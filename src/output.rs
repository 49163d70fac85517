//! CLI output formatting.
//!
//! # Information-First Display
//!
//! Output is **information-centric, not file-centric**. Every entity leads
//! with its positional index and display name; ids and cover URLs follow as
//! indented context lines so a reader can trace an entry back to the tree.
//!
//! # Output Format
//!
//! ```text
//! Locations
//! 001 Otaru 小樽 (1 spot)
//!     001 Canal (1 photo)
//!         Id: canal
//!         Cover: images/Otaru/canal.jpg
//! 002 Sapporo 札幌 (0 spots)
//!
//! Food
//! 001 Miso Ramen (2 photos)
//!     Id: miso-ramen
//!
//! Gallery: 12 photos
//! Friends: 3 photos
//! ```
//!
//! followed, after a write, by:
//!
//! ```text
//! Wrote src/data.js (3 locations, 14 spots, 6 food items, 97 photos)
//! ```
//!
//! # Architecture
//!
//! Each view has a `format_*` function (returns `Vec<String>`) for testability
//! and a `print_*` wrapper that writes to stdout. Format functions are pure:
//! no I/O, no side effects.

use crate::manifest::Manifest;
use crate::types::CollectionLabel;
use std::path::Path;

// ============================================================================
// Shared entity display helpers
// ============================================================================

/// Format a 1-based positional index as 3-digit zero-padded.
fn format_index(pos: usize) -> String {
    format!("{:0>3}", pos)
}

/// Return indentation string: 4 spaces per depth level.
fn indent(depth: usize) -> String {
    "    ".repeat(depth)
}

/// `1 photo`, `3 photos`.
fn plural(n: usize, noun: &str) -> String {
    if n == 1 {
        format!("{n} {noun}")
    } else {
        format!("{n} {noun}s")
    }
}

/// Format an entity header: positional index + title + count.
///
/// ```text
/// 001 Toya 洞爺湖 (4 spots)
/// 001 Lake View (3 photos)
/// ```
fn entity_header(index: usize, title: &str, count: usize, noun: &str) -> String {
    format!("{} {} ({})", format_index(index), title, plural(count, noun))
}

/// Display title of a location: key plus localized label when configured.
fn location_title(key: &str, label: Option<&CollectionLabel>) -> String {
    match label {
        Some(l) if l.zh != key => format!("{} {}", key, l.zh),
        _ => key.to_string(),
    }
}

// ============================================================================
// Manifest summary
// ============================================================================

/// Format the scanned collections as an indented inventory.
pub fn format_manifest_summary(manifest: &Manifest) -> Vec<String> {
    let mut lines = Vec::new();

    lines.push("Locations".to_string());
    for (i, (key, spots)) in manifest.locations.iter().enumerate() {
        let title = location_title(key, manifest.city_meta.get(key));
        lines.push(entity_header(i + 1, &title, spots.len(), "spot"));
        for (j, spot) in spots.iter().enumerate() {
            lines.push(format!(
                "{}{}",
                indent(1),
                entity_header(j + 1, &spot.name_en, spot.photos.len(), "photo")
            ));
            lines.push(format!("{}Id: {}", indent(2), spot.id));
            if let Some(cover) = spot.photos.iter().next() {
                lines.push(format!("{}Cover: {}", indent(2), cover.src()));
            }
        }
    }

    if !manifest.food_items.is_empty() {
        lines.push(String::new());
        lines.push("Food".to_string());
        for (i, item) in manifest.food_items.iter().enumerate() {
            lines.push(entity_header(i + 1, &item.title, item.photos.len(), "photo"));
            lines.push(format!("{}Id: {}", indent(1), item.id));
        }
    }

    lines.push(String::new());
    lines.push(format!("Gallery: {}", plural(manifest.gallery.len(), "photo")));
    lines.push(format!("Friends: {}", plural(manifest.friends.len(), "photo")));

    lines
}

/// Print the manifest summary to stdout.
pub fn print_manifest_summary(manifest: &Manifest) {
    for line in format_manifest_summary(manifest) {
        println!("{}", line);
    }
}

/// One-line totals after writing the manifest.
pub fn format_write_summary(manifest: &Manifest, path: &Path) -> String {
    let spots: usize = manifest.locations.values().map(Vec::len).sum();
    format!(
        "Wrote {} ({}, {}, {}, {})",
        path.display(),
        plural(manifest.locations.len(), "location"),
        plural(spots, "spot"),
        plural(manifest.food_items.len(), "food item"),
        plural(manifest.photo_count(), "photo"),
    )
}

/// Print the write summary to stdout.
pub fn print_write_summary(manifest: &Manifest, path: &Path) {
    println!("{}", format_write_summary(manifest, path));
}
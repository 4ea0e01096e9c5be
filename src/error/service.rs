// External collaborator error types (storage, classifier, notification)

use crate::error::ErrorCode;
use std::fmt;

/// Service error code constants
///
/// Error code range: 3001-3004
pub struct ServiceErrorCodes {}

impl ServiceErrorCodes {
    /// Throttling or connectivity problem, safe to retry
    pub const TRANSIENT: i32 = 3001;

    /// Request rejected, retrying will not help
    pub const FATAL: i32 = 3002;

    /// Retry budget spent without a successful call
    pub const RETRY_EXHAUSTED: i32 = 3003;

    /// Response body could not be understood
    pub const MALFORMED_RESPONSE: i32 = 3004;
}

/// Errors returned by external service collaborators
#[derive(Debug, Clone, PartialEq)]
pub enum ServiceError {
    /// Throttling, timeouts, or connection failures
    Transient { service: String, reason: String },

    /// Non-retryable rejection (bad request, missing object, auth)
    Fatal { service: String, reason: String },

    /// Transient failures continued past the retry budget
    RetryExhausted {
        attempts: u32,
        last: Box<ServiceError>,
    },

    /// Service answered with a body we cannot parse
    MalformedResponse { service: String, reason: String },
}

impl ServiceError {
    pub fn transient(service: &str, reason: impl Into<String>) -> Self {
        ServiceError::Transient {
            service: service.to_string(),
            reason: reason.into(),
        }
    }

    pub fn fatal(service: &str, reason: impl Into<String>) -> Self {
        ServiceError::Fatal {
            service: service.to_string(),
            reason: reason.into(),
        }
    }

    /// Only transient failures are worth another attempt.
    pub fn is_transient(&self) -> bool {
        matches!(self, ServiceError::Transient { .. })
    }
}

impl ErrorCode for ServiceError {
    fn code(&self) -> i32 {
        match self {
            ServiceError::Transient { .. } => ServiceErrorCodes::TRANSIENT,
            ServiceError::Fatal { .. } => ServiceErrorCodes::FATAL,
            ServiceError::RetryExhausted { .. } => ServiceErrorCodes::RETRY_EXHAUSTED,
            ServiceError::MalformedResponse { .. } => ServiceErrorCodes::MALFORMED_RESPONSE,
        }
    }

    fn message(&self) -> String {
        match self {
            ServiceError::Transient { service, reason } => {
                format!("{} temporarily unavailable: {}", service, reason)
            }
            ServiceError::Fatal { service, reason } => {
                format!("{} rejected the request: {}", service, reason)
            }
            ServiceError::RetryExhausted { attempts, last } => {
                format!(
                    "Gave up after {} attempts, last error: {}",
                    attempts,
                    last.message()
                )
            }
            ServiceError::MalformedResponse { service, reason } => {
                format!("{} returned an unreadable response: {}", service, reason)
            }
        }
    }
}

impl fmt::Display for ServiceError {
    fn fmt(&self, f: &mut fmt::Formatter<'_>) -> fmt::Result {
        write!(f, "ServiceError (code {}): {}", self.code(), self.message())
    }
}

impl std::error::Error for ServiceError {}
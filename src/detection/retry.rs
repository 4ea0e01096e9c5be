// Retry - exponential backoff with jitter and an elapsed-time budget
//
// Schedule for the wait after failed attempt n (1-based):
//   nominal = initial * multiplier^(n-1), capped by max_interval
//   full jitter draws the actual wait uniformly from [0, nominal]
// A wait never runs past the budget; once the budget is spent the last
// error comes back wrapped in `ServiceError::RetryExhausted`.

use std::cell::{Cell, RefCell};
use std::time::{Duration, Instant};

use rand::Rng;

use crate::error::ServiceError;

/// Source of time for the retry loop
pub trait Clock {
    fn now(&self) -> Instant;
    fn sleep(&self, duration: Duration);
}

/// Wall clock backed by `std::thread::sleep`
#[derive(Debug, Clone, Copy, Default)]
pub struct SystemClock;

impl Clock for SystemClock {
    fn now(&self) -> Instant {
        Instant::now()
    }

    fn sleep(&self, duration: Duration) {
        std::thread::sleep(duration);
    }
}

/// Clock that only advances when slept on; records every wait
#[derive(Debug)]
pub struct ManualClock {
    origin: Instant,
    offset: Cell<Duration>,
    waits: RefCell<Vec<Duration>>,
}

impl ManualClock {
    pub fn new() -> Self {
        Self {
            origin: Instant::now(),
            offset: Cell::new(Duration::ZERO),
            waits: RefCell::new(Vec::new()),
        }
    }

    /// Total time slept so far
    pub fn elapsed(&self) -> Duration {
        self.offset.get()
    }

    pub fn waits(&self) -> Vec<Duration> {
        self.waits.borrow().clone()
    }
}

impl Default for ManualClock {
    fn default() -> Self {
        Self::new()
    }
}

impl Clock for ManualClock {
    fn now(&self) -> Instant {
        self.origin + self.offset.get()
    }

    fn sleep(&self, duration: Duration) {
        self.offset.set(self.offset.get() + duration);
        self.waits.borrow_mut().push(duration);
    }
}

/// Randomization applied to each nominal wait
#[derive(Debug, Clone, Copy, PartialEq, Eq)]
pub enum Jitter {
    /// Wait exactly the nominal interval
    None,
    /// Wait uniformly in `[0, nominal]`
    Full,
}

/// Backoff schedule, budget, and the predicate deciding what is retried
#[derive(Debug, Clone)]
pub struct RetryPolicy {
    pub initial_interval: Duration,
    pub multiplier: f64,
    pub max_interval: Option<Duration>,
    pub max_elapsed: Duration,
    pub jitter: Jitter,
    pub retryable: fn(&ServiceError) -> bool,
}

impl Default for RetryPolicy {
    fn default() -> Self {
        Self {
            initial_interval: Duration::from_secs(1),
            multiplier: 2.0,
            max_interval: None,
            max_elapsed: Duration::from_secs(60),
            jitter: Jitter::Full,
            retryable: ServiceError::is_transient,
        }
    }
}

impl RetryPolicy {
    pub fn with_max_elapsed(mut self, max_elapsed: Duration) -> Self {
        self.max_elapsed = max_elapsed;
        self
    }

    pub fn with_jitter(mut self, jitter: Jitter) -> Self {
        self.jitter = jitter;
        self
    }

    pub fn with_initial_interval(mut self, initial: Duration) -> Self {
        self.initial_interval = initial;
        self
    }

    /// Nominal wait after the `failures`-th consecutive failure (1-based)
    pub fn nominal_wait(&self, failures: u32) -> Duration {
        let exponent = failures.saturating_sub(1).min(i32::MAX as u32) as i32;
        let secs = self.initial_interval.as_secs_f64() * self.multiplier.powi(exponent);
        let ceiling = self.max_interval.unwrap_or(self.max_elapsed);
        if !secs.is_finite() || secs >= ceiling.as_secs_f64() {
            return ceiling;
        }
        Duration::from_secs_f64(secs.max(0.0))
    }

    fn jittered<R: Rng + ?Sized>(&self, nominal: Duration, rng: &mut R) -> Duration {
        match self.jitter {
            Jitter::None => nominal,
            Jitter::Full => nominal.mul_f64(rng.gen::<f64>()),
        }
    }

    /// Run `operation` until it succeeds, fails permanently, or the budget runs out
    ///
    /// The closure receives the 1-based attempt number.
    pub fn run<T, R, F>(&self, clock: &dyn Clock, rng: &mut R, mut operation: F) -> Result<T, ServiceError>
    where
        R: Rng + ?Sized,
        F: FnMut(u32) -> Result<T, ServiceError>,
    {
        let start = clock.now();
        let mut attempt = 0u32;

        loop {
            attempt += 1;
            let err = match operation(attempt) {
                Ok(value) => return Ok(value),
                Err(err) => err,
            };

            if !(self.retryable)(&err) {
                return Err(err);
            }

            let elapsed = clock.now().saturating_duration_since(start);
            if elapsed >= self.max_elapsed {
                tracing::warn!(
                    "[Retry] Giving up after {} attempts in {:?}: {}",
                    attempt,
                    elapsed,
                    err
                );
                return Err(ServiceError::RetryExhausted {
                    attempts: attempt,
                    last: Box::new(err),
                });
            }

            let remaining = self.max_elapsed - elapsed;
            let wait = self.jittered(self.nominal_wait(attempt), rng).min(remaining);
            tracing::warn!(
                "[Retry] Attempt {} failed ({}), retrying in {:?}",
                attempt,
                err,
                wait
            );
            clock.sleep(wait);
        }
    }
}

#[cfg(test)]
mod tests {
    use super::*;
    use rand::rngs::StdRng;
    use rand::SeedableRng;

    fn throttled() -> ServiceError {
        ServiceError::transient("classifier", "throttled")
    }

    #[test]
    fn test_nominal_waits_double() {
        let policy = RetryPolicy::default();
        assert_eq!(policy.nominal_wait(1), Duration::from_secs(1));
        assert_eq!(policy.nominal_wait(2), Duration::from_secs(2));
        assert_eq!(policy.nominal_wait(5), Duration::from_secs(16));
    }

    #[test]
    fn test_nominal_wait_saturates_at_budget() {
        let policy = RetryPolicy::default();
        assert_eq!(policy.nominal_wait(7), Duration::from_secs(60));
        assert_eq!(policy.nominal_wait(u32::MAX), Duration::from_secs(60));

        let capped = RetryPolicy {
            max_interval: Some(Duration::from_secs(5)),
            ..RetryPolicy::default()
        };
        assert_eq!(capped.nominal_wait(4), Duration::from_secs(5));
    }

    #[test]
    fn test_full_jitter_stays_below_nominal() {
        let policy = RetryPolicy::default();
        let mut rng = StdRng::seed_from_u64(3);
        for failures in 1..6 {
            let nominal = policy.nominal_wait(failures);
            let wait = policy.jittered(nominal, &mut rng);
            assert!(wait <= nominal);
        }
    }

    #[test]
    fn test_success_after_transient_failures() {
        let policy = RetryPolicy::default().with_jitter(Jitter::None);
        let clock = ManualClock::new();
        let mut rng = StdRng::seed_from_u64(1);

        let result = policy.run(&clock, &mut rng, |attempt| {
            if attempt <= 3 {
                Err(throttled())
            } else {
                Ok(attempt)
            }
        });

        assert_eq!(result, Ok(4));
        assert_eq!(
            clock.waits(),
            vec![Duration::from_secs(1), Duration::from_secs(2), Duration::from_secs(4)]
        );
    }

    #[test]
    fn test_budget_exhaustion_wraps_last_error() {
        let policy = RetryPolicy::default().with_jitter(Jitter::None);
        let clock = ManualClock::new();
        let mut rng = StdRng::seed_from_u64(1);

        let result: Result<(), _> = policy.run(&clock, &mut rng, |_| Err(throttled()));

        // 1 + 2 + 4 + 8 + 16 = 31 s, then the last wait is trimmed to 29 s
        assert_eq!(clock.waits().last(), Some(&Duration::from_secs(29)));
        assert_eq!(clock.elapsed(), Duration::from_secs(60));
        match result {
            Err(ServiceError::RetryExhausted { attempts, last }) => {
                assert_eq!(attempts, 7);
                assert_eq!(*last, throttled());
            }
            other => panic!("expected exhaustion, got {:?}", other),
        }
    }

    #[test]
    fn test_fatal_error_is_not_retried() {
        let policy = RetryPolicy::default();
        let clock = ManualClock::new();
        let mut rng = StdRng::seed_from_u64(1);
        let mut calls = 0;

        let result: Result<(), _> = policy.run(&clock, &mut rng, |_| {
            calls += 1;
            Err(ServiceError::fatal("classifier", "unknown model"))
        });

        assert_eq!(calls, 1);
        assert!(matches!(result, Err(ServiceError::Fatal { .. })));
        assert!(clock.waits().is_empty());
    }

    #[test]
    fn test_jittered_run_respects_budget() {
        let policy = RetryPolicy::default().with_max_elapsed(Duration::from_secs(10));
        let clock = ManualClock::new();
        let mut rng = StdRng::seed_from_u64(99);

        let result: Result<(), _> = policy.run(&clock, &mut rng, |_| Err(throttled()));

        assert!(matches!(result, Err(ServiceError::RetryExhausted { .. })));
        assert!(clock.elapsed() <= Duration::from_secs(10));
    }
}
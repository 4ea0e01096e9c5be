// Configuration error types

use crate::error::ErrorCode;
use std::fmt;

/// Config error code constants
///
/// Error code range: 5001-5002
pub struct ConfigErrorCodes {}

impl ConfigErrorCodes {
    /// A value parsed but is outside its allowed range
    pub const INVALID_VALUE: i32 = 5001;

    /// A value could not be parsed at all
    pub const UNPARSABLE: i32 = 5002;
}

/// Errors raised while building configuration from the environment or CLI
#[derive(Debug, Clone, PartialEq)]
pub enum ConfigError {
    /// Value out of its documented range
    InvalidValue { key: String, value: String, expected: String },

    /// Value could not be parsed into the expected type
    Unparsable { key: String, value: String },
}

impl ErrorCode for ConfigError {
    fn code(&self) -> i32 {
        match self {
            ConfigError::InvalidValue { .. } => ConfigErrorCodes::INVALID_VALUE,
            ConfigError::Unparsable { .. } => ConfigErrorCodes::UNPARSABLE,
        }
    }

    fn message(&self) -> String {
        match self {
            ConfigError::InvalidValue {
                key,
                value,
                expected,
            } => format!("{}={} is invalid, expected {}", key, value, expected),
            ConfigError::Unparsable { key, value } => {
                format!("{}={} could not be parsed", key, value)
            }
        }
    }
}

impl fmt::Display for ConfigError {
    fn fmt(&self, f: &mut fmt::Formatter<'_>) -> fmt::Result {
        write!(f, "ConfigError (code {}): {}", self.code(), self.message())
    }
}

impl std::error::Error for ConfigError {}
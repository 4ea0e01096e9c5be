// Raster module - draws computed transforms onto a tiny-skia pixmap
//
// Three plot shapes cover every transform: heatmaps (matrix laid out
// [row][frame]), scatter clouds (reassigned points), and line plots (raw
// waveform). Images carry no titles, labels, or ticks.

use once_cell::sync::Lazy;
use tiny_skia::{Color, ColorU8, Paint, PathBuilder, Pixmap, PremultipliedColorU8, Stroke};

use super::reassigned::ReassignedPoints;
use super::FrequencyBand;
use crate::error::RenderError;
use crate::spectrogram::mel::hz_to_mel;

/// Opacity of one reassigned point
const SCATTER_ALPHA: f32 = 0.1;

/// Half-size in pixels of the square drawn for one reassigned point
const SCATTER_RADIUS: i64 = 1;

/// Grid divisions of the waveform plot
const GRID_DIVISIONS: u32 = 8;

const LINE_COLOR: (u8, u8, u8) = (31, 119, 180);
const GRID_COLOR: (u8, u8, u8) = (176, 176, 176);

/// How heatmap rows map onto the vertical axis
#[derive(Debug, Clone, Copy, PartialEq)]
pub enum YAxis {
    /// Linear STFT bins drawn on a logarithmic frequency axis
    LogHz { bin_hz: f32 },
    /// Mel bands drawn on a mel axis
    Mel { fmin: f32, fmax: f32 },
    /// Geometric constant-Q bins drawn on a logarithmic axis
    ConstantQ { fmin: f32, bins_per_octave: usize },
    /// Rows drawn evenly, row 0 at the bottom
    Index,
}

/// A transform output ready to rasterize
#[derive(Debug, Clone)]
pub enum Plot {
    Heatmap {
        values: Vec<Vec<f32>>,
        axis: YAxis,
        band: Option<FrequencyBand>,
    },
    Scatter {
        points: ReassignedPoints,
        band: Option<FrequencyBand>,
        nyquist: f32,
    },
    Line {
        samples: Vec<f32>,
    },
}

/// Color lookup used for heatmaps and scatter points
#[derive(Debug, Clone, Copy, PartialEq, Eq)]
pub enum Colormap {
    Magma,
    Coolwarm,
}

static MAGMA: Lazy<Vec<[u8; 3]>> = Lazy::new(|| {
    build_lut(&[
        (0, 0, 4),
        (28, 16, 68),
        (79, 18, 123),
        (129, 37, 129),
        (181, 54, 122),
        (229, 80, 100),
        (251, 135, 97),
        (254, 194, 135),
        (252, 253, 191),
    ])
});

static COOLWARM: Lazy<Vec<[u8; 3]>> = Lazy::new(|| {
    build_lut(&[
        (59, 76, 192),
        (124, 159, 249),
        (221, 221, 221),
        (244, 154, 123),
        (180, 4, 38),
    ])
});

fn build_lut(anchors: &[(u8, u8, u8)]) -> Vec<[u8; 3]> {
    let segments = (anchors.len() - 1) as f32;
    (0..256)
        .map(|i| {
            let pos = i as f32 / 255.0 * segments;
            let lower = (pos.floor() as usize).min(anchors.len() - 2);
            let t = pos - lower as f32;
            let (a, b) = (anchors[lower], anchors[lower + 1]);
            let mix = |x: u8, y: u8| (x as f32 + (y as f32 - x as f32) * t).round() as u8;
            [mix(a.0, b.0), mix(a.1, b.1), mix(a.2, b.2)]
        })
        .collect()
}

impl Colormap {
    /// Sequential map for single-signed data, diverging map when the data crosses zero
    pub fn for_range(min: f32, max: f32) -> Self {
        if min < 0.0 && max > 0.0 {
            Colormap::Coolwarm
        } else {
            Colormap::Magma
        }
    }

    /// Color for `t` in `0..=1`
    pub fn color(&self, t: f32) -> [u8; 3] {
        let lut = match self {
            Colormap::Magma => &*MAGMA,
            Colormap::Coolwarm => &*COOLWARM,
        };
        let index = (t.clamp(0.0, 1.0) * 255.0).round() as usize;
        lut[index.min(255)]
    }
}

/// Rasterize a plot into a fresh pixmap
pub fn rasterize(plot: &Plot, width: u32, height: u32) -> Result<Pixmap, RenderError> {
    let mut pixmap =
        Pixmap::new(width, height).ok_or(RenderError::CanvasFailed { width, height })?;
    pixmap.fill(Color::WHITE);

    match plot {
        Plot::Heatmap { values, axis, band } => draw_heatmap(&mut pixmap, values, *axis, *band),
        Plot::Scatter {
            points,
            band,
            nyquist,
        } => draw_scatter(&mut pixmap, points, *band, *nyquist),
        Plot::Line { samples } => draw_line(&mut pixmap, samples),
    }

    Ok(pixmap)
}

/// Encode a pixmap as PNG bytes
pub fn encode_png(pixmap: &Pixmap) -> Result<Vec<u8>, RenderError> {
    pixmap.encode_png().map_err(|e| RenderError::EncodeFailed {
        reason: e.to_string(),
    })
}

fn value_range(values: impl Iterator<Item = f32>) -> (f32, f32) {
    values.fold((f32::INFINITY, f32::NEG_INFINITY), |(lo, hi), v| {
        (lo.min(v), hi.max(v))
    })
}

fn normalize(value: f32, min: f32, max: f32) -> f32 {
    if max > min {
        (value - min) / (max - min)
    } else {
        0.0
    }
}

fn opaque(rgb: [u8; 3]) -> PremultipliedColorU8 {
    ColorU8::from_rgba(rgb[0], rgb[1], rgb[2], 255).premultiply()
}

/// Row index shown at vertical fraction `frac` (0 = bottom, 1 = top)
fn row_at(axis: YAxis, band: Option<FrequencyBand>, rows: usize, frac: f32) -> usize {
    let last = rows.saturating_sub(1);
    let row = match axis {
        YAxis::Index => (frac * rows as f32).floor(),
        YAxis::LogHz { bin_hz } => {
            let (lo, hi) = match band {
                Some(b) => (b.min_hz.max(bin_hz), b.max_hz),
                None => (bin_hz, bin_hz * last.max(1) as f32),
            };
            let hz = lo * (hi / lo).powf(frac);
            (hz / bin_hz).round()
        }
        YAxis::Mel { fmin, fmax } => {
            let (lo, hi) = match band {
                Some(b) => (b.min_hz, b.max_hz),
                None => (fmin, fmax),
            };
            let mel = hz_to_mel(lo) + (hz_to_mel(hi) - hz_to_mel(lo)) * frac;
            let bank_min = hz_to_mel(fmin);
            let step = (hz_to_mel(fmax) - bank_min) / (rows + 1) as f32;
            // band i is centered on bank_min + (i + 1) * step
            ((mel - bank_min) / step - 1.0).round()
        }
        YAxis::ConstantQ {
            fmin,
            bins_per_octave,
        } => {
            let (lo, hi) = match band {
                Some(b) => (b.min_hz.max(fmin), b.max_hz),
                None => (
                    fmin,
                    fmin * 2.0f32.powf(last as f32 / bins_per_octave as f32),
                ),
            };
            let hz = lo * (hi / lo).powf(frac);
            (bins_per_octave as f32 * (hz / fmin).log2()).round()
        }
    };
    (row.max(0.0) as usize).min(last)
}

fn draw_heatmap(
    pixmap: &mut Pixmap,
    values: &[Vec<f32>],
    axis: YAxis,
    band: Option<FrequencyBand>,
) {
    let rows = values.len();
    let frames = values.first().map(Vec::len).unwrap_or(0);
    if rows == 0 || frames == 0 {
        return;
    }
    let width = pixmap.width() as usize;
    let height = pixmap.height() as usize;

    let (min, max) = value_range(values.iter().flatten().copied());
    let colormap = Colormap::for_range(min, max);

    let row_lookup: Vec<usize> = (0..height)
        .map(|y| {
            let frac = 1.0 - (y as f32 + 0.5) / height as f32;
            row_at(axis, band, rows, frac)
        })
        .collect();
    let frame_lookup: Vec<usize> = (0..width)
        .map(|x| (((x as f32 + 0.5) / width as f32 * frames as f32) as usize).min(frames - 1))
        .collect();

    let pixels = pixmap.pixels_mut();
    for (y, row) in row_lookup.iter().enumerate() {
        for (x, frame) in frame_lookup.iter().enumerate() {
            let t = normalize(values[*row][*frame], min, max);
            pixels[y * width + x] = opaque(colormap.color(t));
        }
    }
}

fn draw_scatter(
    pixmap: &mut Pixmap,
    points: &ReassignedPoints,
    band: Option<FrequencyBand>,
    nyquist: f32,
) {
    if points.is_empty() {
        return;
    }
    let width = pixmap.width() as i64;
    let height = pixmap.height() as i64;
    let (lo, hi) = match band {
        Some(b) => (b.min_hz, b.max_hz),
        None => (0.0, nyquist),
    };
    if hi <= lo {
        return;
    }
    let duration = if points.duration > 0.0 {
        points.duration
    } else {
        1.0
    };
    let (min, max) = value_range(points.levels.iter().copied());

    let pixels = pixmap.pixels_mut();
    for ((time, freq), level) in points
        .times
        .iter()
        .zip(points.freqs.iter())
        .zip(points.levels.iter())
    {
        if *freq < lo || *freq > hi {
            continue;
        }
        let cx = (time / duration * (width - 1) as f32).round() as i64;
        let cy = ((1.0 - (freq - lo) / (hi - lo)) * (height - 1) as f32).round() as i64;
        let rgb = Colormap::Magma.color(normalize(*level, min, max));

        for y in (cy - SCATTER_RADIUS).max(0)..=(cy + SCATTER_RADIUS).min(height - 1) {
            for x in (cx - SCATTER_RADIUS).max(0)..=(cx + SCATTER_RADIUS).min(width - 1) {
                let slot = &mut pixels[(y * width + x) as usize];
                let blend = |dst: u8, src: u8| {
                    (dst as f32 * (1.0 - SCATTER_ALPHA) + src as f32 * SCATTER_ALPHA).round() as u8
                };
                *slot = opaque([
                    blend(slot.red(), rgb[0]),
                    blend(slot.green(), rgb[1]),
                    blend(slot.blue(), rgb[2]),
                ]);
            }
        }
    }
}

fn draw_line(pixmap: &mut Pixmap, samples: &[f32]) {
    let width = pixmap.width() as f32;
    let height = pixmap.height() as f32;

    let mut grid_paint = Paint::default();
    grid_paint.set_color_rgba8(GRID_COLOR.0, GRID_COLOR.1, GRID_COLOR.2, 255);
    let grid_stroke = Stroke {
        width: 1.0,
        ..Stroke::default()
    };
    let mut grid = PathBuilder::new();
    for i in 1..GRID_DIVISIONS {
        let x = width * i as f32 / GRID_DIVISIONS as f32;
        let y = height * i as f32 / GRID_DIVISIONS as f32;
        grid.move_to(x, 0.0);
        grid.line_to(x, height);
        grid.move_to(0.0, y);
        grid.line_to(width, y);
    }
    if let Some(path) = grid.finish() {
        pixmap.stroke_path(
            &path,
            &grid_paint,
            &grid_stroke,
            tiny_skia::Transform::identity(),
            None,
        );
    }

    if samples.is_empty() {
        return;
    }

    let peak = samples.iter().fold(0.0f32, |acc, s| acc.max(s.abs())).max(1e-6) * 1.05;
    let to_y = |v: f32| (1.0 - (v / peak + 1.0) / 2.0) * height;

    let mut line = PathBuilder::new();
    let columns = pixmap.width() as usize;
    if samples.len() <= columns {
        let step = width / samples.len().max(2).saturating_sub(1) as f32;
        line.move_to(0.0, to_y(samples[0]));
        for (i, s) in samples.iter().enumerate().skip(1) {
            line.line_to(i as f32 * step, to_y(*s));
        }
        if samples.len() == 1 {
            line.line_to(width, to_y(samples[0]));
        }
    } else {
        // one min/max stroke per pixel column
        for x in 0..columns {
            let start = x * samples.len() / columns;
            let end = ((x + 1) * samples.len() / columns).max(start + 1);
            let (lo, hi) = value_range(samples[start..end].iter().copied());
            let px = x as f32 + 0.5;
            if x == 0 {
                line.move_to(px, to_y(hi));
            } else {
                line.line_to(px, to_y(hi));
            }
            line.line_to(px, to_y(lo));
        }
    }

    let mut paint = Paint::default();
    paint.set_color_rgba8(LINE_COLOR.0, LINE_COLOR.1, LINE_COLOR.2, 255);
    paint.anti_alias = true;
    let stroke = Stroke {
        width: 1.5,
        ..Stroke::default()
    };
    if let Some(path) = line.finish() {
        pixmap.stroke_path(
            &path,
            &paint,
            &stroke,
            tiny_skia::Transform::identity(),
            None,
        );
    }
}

- **To do**
Everything from the line with "if min < 0.0" through the line with "let mut pixmap" should be written out exactly as it appears above, end lines included, and nothing outside that range.

- **Worked solution**
        if min < 0.0 && max > 0.0 {
            Colormap::Coolwarm
        } else {
            Colormap::Magma
        }
    }

    /// Color for `t` in `0..=1`
    pub fn color(&self, t: f32) -> [u8; 3] {
        let lut = match self {
            Colormap::Magma => &*MAGMA,
            Colormap::Coolwarm => &*COOLWARM,
        };
        let index = (t.clamp(0.0, 1.0) * 255.0).round() as usize;
        lut[index.min(255)]
    }
}

/// Rasterize a plot into a fresh pixmap
pub fn rasterize(plot: &Plot, width: u32, height: u32) -> Result<Pixmap, RenderError> {
    let mut pixmap =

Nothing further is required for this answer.